*** Opening of Study material ***

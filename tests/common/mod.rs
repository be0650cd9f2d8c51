#![allow(dead_code)]

use std::sync::{Arc, Mutex};
use std::time::Duration;

use axum::extract::{Multipart, State};
use axum::http::StatusCode;
use axum::response::{IntoResponse, Response};
use axum::routing::post;
use axum::{Json, Router};
use serde_json::{json, Value};

use phishguard::config::{Contract, Endpoints, ServiceConfig};

/// One multipart part received by the mock image endpoint.
#[derive(Debug, Clone)]
pub struct ReceivedPart {
    pub name: String,
    pub file_name: Option<String>,
    pub content_type: Option<String>,
    pub len: usize,
}

#[derive(Default)]
pub struct Recorded {
    pub urls: Mutex<Vec<String>>,
    pub parts: Mutex<Vec<ReceivedPart>>,
}

impl Recorded {
    pub fn url_calls(&self) -> usize {
        self.urls.lock().unwrap().len()
    }

    pub fn parts(&self) -> Vec<ReceivedPart> {
        self.parts.lock().unwrap().clone()
    }
}

pub struct MockService {
    pub base_url: String,
    pub recorded: Arc<Recorded>,
}

impl MockService {
    pub fn endpoints(&self, contract: Contract) -> Endpoints {
        ServiceConfig {
            base_url: Some(self.base_url.clone()),
            contract: Some(contract),
            timeout_secs: Some(1),
            ..Default::default()
        }
        .resolve()
    }
}

async fn predict_url(State(recorded): State<Arc<Recorded>>, Json(body): Json<Value>) -> Response {
    let url = body["url"].as_str().unwrap_or_default().to_string();
    recorded.urls.lock().unwrap().push(url.clone());

    match url.as_str() {
        "" => (StatusCode::BAD_REQUEST, Json(json!({"error": "No URL provided"}))).into_response(),
        "bad" => Json(json!({"error": "Invalid URL format"})).into_response(),
        "http://crash.example" => (StatusCode::INTERNAL_SERVER_ERROR, "Internal Server Error").into_response(),
        "http://garbage.example" => (StatusCode::OK, "<html>not json</html>").into_response(),
        "http://slow.example" => {
            tokio::time::sleep(Duration::from_secs(3)).await;
            Json(json!({"verdict": "Safe", "risk_score": 0})).into_response()
        }
        "http://hostile.example" => Json(json!({
            "is_phishing": true,
            "verdict": "Likely Phishing",
            "risk_score": 73,
            "url": "http://hostile.example/<script>alert(1)</script>",
            "details": ["Symbol '@' detected & <b>bold</b>"]
        }))
        .into_response(),
        "http://secure-login-bank.com" => Json(json!({
            "is_phishing": true,
            "verdict": "Likely Phishing",
            "risk_score": 91.0,
            "url": url,
            "details": ["Hypens detected in domain.", "High similarity to known phishing patterns."]
        }))
        .into_response(),
        _ => Json(json!({
            "is_phishing": false,
            "verdict": "Safe",
            "risk_score": 5,
            "url": url,
            "details": ["No blacklist match"]
        }))
        .into_response(),
    }
}

async fn analyze_qr(State(recorded): State<Arc<Recorded>>, mut multipart: Multipart) -> Response {
    let mut file_name = None;
    while let Some(field) = multipart.next_field().await.unwrap() {
        let part = ReceivedPart {
            name: field.name().unwrap_or_default().to_string(),
            file_name: field.file_name().map(str::to_string),
            content_type: field.content_type().map(str::to_string),
            len: 0,
        };
        let bytes = field.bytes().await.unwrap();
        if part.name == "file" {
            file_name = part.file_name.clone();
        }
        recorded.parts.lock().unwrap().push(ReceivedPart { len: bytes.len(), ..part });
    }

    match file_name.as_deref() {
        None => (StatusCode::BAD_REQUEST, Json(json!({"error": "No file part"}))).into_response(),
        Some("empty.png") => Json(json!({"results": []})).into_response(),
        Some("blurry.png") => (
            StatusCode::BAD_REQUEST,
            Json(json!({"error": "No QR code detected. Try cropping the QR code closer or improving lighting."})),
        )
            .into_response(),
        Some(_) => Json(json!({
            "results": [
                {
                    "content": "http://paypal-security-update.com",
                    "analysis": {
                        "url": "http://paypal-security-update.com",
                        "is_phishing": true,
                        "verdict": "Likely Phishing",
                        "risk_score": 88.5,
                        "details": ["Hypens detected in domain."]
                    }
                },
                {
                    "content": "http://google.com",
                    "analysis": {"url": "http://google.com", "is_phishing": false, "verdict": "Safe", "risk_score": 2, "details": []}
                }
            ]
        }))
        .into_response(),
    }
}

async fn api_predict(Json(body): Json<Value>) -> Json<Value> {
    Json(json!({
        "result": "Phishing",
        "confidence": 88,
        "url": body["url"]
    }))
}

async fn api_scan_qr(mut multipart: Multipart) -> Json<Value> {
    while let Some(field) = multipart.next_field().await.unwrap() {
        let _ = field.bytes().await.unwrap();
    }
    Json(json!({
        "content": "https://wikipedia.org",
        "result": "Legitimate",
        "confidence": 12
    }))
}

/// Start the mock analysis service on an ephemeral port.
pub async fn spawn_mock() -> MockService {
    let recorded = Arc::new(Recorded::default());
    let app = Router::new()
        .route("/predict-url", post(predict_url))
        .route("/analyze-qr", post(analyze_qr))
        .route("/api/predict", post(api_predict))
        .route("/api/scan_qr", post(api_scan_qr))
        .with_state(recorded.clone());

    let listener = tokio::net::TcpListener::bind("127.0.0.1:0").await.unwrap();
    let addr = listener.local_addr().unwrap();
    tokio::spawn(async move {
        axum::serve(listener, app).await.unwrap();
    });

    MockService {
        base_url: format!("http://{}", addr),
        recorded,
    }
}

/// Base URL of a port nothing listens on.
pub async fn refused_base_url() -> String {
    let listener = tokio::net::TcpListener::bind("127.0.0.1:0").await.unwrap();
    let addr = listener.local_addr().unwrap();
    drop(listener);
    format!("http://{}", addr)
}

pub fn png(name: &str) -> phishguard::models::ImageUpload {
    phishguard::models::ImageUpload::new(name, "image/png", vec![0x89, b'P', b'N', b'G', 0x0d, 0x0a])
}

*** Close of Study material ***

Lines above containing "phishguard": give their number only.

3